RECORDS PROVIDED
________

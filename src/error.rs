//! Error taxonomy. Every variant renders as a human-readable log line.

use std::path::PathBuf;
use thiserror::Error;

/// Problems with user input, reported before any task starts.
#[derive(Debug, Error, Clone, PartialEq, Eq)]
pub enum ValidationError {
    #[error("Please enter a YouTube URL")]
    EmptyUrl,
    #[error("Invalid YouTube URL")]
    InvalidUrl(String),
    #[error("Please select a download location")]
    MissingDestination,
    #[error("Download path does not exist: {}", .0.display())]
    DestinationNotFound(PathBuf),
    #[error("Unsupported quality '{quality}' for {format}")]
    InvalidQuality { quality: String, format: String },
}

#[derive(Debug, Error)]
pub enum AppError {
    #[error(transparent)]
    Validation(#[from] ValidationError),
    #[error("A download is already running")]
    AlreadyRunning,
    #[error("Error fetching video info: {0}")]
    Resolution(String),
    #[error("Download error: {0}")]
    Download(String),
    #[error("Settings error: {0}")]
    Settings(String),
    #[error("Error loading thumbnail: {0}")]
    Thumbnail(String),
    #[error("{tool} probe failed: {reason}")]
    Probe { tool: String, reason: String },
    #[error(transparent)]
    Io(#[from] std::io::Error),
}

________

ASSIGNMENT
Could you filter the entries above for lines holding the string "derive" and copy them?

FINAL ANSWER
#[derive(Debug, Error, Clone, PartialEq, Eq)]
#[derive(Debug, Error)]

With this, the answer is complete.